Manage Risk in a Manufacturing Plant with Neo4j Graph Analytics
This quickstart shows how to model a manufacturing workflow and apply Graph Analytics algorithms to find structural risks, operational bottlenecks, and machine similarities.
Prerequisites
-
The Native App Neo4j Graph Analytics for Snowflake
What You Will Need
-
A Snowflake account with appropriate access to databases and schemas.
-
Neo4j Graph Analytics application installed from the Snowflake marketplace. Access the marketplace via the menu bar on the left hand side of your screen, as seen below:
What You Will Learn
-
How to create a graph projection, which combines the nodes and their relationships into a single in-memory graph.
-
How to conduct a connectivity analysis, which utilizes Weakly Connected Components to identify any isolated subsystem.
-
How to conduct a criticality ranking by using PageRank to find influential machines and Betweenness Centrality to identify bridges that control workflow.
-
How to calculate structural embeddings and similarity. First generate FastRP embeddings and then run KNN to group machines with similar roles or dependencies.
What You Will Build
-
A mock database modeling machines and their relationships in a manufacturing process
-
A notebook covering various graph algorithms and applying them to our mock database
Create Our Database
We are going to create a simple database with synthetic data. Let’s first create the databse:
CREATE DATABASE IF NOT EXISTS m_demo;
USE SCHEMA m_demo.public;
Then let’s add some tables to that database:
create or replace TABLE NODES (
MACHINE_ID NUMBER(38,0),
MACHINE_TYPE VARCHAR(16777216),
CURRENT_STATUS VARCHAR(16777216),
RISK_LEVEL VARCHAR(16777216)
);
create or replace TABLE RELS (
SRC_MACHINE_ID NUMBER(38,0),
DST_MACHINE_ID NUMBER(38,0),
THROUGHPUT_RATE NUMBER(38,0)
);
Next we are going to create a table that represents our nodes.

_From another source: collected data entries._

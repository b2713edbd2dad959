//! Schema-free tab-separated tables of variant records.

use std::{io::BufRead, path::Path};

use indexmap::IndexMap;

use crate::common::{
    io::{open_read_maybe_gz, open_write_maybe_gz},
    is_sentinel, parse_int, SENTINEL,
};

/// Column names of the variant key.
pub const KEY_COLUMNS: [&str; 5] = ["Chr", "Start", "End", "Ref", "Alt"];

/// Unique identity of a variant row.
#[derive(Debug, Clone, PartialEq, Eq, Hash, PartialOrd, Ord, derive_new::new)]
pub struct VariantKey {
    pub chrom: String,
    pub start: String,
    pub end: String,
    pub reference: String,
    pub alternative: String,
}

/// One denormalized row; missing fields read as the sentinel.
#[derive(Debug, Clone, Default, PartialEq, Eq, serde::Serialize, serde::Deserialize)]
pub struct VariantRecord {
    fields: IndexMap<String, String>,
}

impl VariantRecord {
    /// Construct from `(column, value)` pairs.
    pub fn from_pairs<I, K, V>(pairs: I) -> Self
    where
        I: IntoIterator<Item = (K, V)>,
        K: Into<String>,
        V: Into<String>,
    {
        let mut result = Self::default();
        for (k, v) in pairs {
            result.set(k, v);
        }
        result
    }

    /// Value of `column`, the sentinel if absent.
    pub fn get(&self, column: &str) -> &str {
        self.fields.get(column).map(|s| s.as_str()).unwrap_or(SENTINEL)
    }

    /// Whether the record has a column of this name.
    pub fn contains(&self, column: &str) -> bool {
        self.fields.contains_key(column)
    }

    /// Set `column` to `value`; empty values are stored as the sentinel.
    pub fn set<K: Into<String>, V: Into<String>>(&mut self, column: K, value: V) {
        let value = value.into();
        let value = if value.is_empty() {
            SENTINEL.to_string()
        } else {
            value
        };
        self.fields.insert(column.into(), value);
    }

    /// Set `column` to `value` as is, also when empty.
    pub fn set_verbatim<K: Into<String>, V: Into<String>>(&mut self, column: K, value: V) {
        self.fields.insert(column.into(), value.into());
    }

    /// Remove `column`, keeping the order of the remaining columns.
    pub fn remove(&mut self, column: &str) -> Option<String> {
        self.fields.shift_remove(column)
    }

    /// Rename `from` to `to` in place.
    pub fn rename(&mut self, from: &str, to: &str) {
        if let Some(idx) = self.fields.get_index_of(from) {
            if let Some(value) = self.fields.shift_remove(from) {
                self.fields.shift_insert(idx.min(self.fields.len()), to.to_string(), value);
            }
        }
    }

    /// Iterate over `(column, value)` pairs in insertion order.
    pub fn iter(&self) -> impl Iterator<Item = (&String, &String)> {
        self.fields.iter()
    }

    /// Column names in insertion order.
    pub fn columns(&self) -> impl Iterator<Item = &String> {
        self.fields.keys()
    }

    /// The variant key of this record.
    pub fn key(&self) -> VariantKey {
        VariantKey::new(
            self.get("Chr").to_string(),
            self.get("Start").to_string(),
            self.get("End").to_string(),
            self.get("Ref").to_string(),
            self.get("Alt").to_string(),
        )
    }

    /// A copy holding exactly `columns` in that order, absent ones as sentinels.
    pub fn restrict(&self, columns: &[String]) -> Self {
        Self {
            fields: columns
                .iter()
                .map(|c| (c.clone(), self.get(c).to_string()))
                .collect(),
        }
    }
}

/// Sort key for coordinates; non-integer values sort last.
pub fn coordinate_key(value: &str) -> (bool, i64) {
    match parse_int(value) {
        Some(v) => (false, v),
        None => (true, 0),
    }
}

/// Stable sort by `(Chr, Start)` and, if `with_end`, `End`.
pub fn sort_by_position(records: &mut [VariantRecord], with_end: bool) {
    records.sort_by(|a, b| {
        let lhs = (
            a.get("Chr"),
            coordinate_key(a.get("Start")),
            if with_end {
                coordinate_key(a.get("End"))
            } else {
                (false, 0)
            },
        );
        let rhs = (
            b.get("Chr"),
            coordinate_key(b.get("Start")),
            if with_end {
                coordinate_key(b.get("End"))
            } else {
                (false, 0)
            },
        );
        lhs.cmp(&rhs)
    });
}

/// A table with an explicit column order.
#[derive(Debug, Clone, Default, PartialEq)]
pub struct Table {
    /// Column names in output order.
    pub columns: Vec<String>,
    /// The rows.
    pub records: Vec<VariantRecord>,
}

impl Table {
    /// Read the whole TSV file at `path`.
    pub fn read<P: AsRef<Path>>(path: P) -> Result<Self, anyhow::Error> {
        let chunks = TableChunks::open(path.as_ref(), usize::MAX)?;
        let columns = chunks.columns.clone();
        let mut records = Vec::new();
        for chunk in chunks {
            records.append(&mut chunk?);
        }
        Ok(Self { columns, records })
    }

    /// Write the table to `path` as TSV.
    pub fn write<P: AsRef<Path>>(&self, path: P) -> Result<(), anyhow::Error> {
        write_records(path, &self.columns, &self.records)
    }

    /// Column names that appear in any record, first-seen order.
    pub fn union_columns(records: &[VariantRecord]) -> Vec<String> {
        let mut result: IndexMap<String, ()> = IndexMap::new();
        for record in records {
            for column in record.columns() {
                if !result.contains_key(column) {
                    result.insert(column.clone(), ());
                }
            }
        }
        result.into_keys().collect()
    }
}

/// Chunked reader over a TSV file with header line.
pub struct TableChunks {
    reader: csv::Reader<Box<dyn BufRead>>,
    /// The header of the file.
    pub columns: Vec<String>,
    chunk_size: usize,
    done: bool,
}

impl TableChunks {
    /// Open `path` and read its header; chunks hold at most `chunk_size` rows.
    pub fn open(path: &Path, chunk_size: usize) -> Result<Self, anyhow::Error> {
        let mut reader = csv::ReaderBuilder::new()
            .delimiter(b'\t')
            .has_headers(true)
            .flexible(true)
            .quoting(false)
            .from_reader(open_read_maybe_gz(path)?);
        let columns = reader
            .headers()
            .map_err(|e| anyhow::anyhow!("problem reading header of {:?}: {}", path, e))?
            .iter()
            .enumerate()
            .map(|(i, s)| {
                if s.is_empty() {
                    format!("column_{}", i + 1)
                } else {
                    s.to_string()
                }
            })
            .collect();
        Ok(Self {
            reader,
            columns,
            chunk_size: chunk_size.max(1),
            done: false,
        })
    }

    fn to_record(&self, row: &csv::StringRecord) -> VariantRecord {
        let mut result = VariantRecord::default();
        for (i, value) in row.iter().enumerate() {
            let column = match self.columns.get(i) {
                Some(column) => column.clone(),
                None => format!("column_{}", i + 1),
            };
            result.set(column, if is_sentinel(value) { SENTINEL } else { value });
        }
        result
    }
}

impl Iterator for TableChunks {
    type Item = Result<Vec<VariantRecord>, anyhow::Error>;

    fn next(&mut self) -> Option<Self::Item> {
        if self.done {
            return None;
        }
        let mut chunk = Vec::new();
        let mut row = csv::StringRecord::new();
        while chunk.len() < self.chunk_size {
            match self.reader.read_record(&mut row) {
                Ok(true) => chunk.push(self.to_record(&row)),
                Ok(false) => {
                    self.done = true;
                    break;
                }
                Err(e) => {
                    self.done = true;
                    return Some(Err(anyhow::anyhow!("problem reading table row: {}", e)));
                }
            }
        }
        if chunk.is_empty() {
            None
        } else {
            Some(Ok(chunk))
        }
    }
}

/// Write `records` restricted to `columns` as TSV to `path`.
pub fn write_records<P: AsRef<Path>>(
    path: P,
    columns: &[String],
    records: &[VariantRecord],
) -> Result<(), anyhow::Error> {
    let mut writer = csv::WriterBuilder::new()
        .delimiter(b'\t')
        .quote_style(csv::QuoteStyle::Never)
        .from_writer(open_write_maybe_gz(path.as_ref())?);
    writer.write_record(columns)?;
    for record in records {
        writer.write_record(columns.iter().map(|c| record.get(c)))?;
    }
    writer
        .flush()
        .map_err(|e| anyhow::anyhow!("problem flushing {:?}: {}", path.as_ref(), e))?;
    Ok(())
}

#[cfg(test)]
mod test {
    use pretty_assertions::assert_eq;

    use super::{VariantRecord, Table};

    #[test]
    fn missing_field_reads_as_sentinel() {
        let mut record = VariantRecord::from_pairs([("Chr", "chr1"), ("Start", "")]);
        record.set("Gene", "BRCA1");

        assert_eq!(record.get("Start"), ".");
        assert_eq!(record.get("Nope"), ".");
        assert_eq!(record.get("Gene"), "BRCA1");
    }

    #[test]
    fn rename_keeps_position() {
        let mut record = VariantRecord::from_pairs([("a", "1"), ("b", "2"), ("c", "3")]);
        record.rename("b", "x");

        assert_eq!(
            record.columns().cloned().collect::<Vec<_>>(),
            vec!["a", "x", "c"]
        );
        assert_eq!(record.get("x"), "2");
    }

    #[test]
    fn chunks_preserve_order() -> Result<(), anyhow::Error> {
        let chunks = super::TableChunks::open(
            std::path::Path::new("tests/data/annofit/annovar.tsv"),
            2,
        )?
        .collect::<Result<Vec<_>, _>>()?;

        assert_eq!(chunks.iter().map(|c| c.len()).collect::<Vec<_>>(), vec![2, 2, 1]);
        assert_eq!(chunks[0][0].get("Start"), "100");
        assert_eq!(chunks[2][0].get("Start"), "900");

        Ok(())
    }

    #[test]
    fn write_then_read() -> Result<(), anyhow::Error> {
        let tmp_dir = temp_testdir::TempDir::default();
        let path = tmp_dir.join("out.tsv");
        let table = Table {
            columns: vec!["Chr".into(), "Start".into(), "Info".into()],
            records: vec![VariantRecord::from_pairs([
                ("Chr", "chr1"),
                ("Start", "5"),
                ("Info", "a;b"),
            ])],
        };

        table.write(&path)?;
        let read = Table::read(&path)?;

        assert_eq!(read, table);

        Ok(())
    }

    #[test]
    fn sort_by_position_is_numeric_and_stable() {
        let mut records = vec![
            VariantRecord::from_pairs([("Chr", "chr1"), ("Start", "20"), ("Tag", "a")]),
            VariantRecord::from_pairs([("Chr", "chr1"), ("Start", "3"), ("Tag", "b")]),
            VariantRecord::from_pairs([("Chr", "chr1"), ("Start", "20"), ("Tag", "c")]),
            VariantRecord::from_pairs([("Chr", "chr1"), ("Start", "."), ("Tag", "d")]),
        ];

        super::sort_by_position(&mut records, false);

        assert_eq!(
            records.iter().map(|r| r.get("Tag")).collect::<Vec<_>>(),
            vec!["b", "a", "c", "d"]
        );
    }
}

In this case, that will be 20 machines, including cutters, welders, presses, assemblers, and painters.
DELETE FROM nodes;
INSERT INTO nodes (machine_id, machine_type, current_status, risk_level) VALUES
(1, 'Cutter', 'active', 'low'),
(2, 'Welder', 'active', 'low'),
(3, 'Press', 'active', 'medium'),
(4, 'Assembler', 'active', 'medium'),
(5, 'Paint', 'active', 'low'),
(6, 'Cutter', 'active', 'low'),
(7, 'Welder', 'active', 'medium'),
(8, 'Press', 'active', 'medium'),
(9, 'Assembler', 'active', 'low'),
(10, 'Paint', 'active', 'low'),
(11, 'Cutter', 'active', 'medium'),
(12, 'Welder', 'active', 'high'),
(13, 'Press', 'active', 'medium'),
(14, 'Assembler', 'active', 'high'),
(15, 'Paint', 'active', 'medium'),
(16, 'Cutter', 'active', 'low'),
(17, 'Welder', 'active', 'medium'),
(18, 'Press', 'active', 'low'),
(19, 'Assembler', 'active', 'medium'),
(20, 'Assembler', 'active', 'high');
Next, we will have a table that reflects how those machines connect to eachother:
DELETE FROM rels;
INSERT INTO rels (SRC_MACHINE_ID, DST_MACHINE_ID, THROUGHPUT_RATE) VALUES
(1, 2, 50),
(2, 3, 50),
(3, 4, 50),
(4, 5, 50),
(5, 6, 50),
(6, 7, 50),
(7, 8, 50),
(8, 9, 50),
(9, 10, 50),
(5, 6, 40),
(6, 5, 40),
(8, 9, 30),
(9, 8, 30),
(1, 20, 200),
(2, 20, 180),
(3, 20, 160),
(4, 20, 140),
(11, 12, 20),
(12, 13, 20),
(13, 14, 20),
(14, 15, 20),
(15, 16, 20),
(16, 17, 20),
(17, 18, 20),
(18, 19, 20),
(19, 20, 20),
(3, 11, 120),
(10, 19, 19);
Set Up
Now that we have our data, we just need to create a notebook and grant the necessary permissions.
Import The Notebook
-
We’ve provided a notebook to walk you through each SQL and Python step—no local setup required!
-
Download the .ipynb found here, and import the notebook into snowflake. Please ensure that all cells are imported as SQL, except for
viz_displaywhich should be a python cell.
Permissions
Before we run our algorithms, we need to set the proper permissions. But
before we get started granting different roles, we need to ensure that
you are using accountadmin to grant and create roles. Lets do that
now:
-- you must be accountadmin to create role and grant permissions
use role accountadmin;
Next we can set up the necessary roles, permissions, and resource access
to enable Graph Analytics to operate on data within the
M_DEMO.public schema. It creates a consumer role (gds_role)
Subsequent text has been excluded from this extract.